Populism is simply defined as leaders, particularly those of political association, who “fight” for the common good of the lower man against the powerful elite. With this definition, one could say that in a way, Martin Luther was a “populist” for the common Catholic against the powerful elite of Rome, and that, in its defense of being called a rebellion, Protestantism was truly just a populist movement to stop the Papacy and her “minions” from perverting the principles of Christ and His Church. Though this ideology, the individual becomes the forefront. No longer is the body as important, for the individual is just a part of the body, and therefore, instead of fixing the body, the individual must first be fixed. I grant that, as an explanation of Luther’s theology, this is a gross misrepresentation, and yet, over the years, as the “church” has grown, split, and evolved, this has become an ever increasing position. From Calvin, to the Puritans, to modern day Baptist – and all others in between or around (I do not wish to single any group or persons out), the individual is the key.
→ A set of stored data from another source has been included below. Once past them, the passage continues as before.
// 进度报告
//
// 每个流水线阶段持有一个进度任务, 总数随输入计数通道实时刷新。
// 展示方式由调用方决定; 库内只提供空实现与记录日志的实现。

use std::collections::BTreeMap;
use std::sync::atomic::{AtomicU64, Ordering};

use log::debug;
use parking_lot::Mutex;

/// 进度任务句柄
pub type TaskId = u64;

/// 一次进度更新 (未设置的字段保持不变)
#[derive(Debug, Clone, Copy, Default, PartialEq, Eq)]
pub struct ProgressUpdate {
    pub advance: u64,
    pub completed: Option<u64>,
    pub total: Option<u64>,
    pub visible: Option<bool>,
}

impl ProgressUpdate {
    pub fn advance(n: u64) -> Self {
        Self {
            advance: n,
            ..Self::default()
        }
    }

    pub fn total(mut self, total: u64) -> Self {
        self.total = Some(total);
        self
    }

    pub fn completed(mut self, completed: u64) -> Self {
        self.completed = Some(completed);
        self
    }

    pub fn visible(mut self, visible: bool) -> Self {
        self.visible = Some(visible);
        self
    }
}

/// 进度接收方
pub trait Progress: Send + Sync {
    fn add_task(&self, description: &str, visible: bool) -> TaskId;

    fn update(&self, task: TaskId, update: ProgressUpdate);

    fn remove_task(&self, task: TaskId);
}

/// 不展示进度
#[derive(Debug, Default)]
pub struct NullProgress {
    next: AtomicU64,
}

impl Progress for NullProgress {
    fn add_task(&self, _description: &str, _visible: bool) -> TaskId {
        self.next.fetch_add(1, Ordering::Relaxed)
    }

    fn update(&self, _task: TaskId, _update: ProgressUpdate) {}

    fn remove_task(&self, _task: TaskId) {}
}

/// 任务状态快照
#[derive(Debug, Clone, Default, PartialEq, Eq)]
pub struct TaskState {
    pub description: String,
    pub completed: u64,
    pub total: Option<u64>,
    pub visible: bool,
}

/// 记录任务状态并在任务结束时输出 debug 日志
#[derive(Debug, Default)]
pub struct ProgressTracker {
    next: AtomicU64,
    tasks: Mutex<BTreeMap<TaskId, TaskState>>,
}

impl ProgressTracker {
    pub fn new() -> Self {
        Self::default()
    }

    pub fn snapshot(&self) -> BTreeMap<TaskId, TaskState> {
        self.tasks.lock().clone()
    }

    pub fn task(&self, task: TaskId) -> Option<TaskState> {
        self.tasks.lock().get(&task).cloned()
    }
}

impl Progress for ProgressTracker {
    fn add_task(&self, description: &str, visible: bool) -> TaskId {
        let id = self.next.fetch_add(1, Ordering::Relaxed);
        self.tasks.lock().insert(
            id,
            TaskState {
                description: description.to_string(),
                visible,
                ..TaskState::default()
            },
        );
        id
    }

    fn update(&self, task: TaskId, update: ProgressUpdate) {
        let mut tasks = self.tasks.lock();
        if let Some(state) = tasks.get_mut(&task) {
            if let Some(completed) = update.completed {
                state.completed = completed;
            }
            state.completed += update.advance;
            if update.total.is_some() {
                state.total = update.total;
            }
            if let Some(visible) = update.visible {
                state.visible = visible;
            }
        }
    }

    fn remove_task(&self, task: TaskId) {
        if let Some(state) = self.tasks.lock().remove(&task) {
            debug!(
                "Progress task '{}' finished: {}/{}",
                state.description,
                state.completed,
                state.total.map(|t| t.to_string()).unwrap_or_else(|| "?".to_string())
            );
        }
    }
}

#[cfg(test)]
mod tests {
    use super::*;

    #[test]
    fn test_tracker_updates() {
        let tracker = ProgressTracker::new();
        let task = tracker.add_task("Filtering", false);
        tracker.update(task, ProgressUpdate::advance(1).total(10).visible(true));
        tracker.update(task, ProgressUpdate::advance(2));
        let state = tracker.task(task).unwrap();
        assert_eq!(state.completed, 3);
        assert_eq!(state.total, Some(10));
        assert!(state.visible);

        tracker.update(task, ProgressUpdate::default().completed(0));
        assert_eq!(tracker.task(task).unwrap().completed, 0);

        tracker.remove_task(task);
        assert!(tracker.snapshot().is_empty());
    }

    #[test]
    fn test_task_ids_are_unique() {
        let progress = NullProgress::default();
        let a = progress.add_task("a", true);
        let b = progress.add_task("b", true);
        assert_ne!(a, b);
    }
}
Many Christian and world historians would argue that this began in Rome, culminating obviously with the Inquisition, etc. Obviously this is true, but the practice of focusing on the individual has hence been dominated by the Protestant tradition. One can turn on the television on any given Sunday and here how the judgment of God is being dealt to individuals and nations due to sin, or go to any random church in the southern United States and either here, a) Some sort of sin focused on and the sinner condemned, b) If you sin you are condemned to Hell (unless repentant of course), c)The rapture is near (please explain…), and d) etc, etc, etc. True, I will agree, sin is death, death leads to the grave, and un-repentance brings a curse. Yet, it seems, that, with the focus on the individual, the emphasis is lost on the sin itself, but is placed on the sinner.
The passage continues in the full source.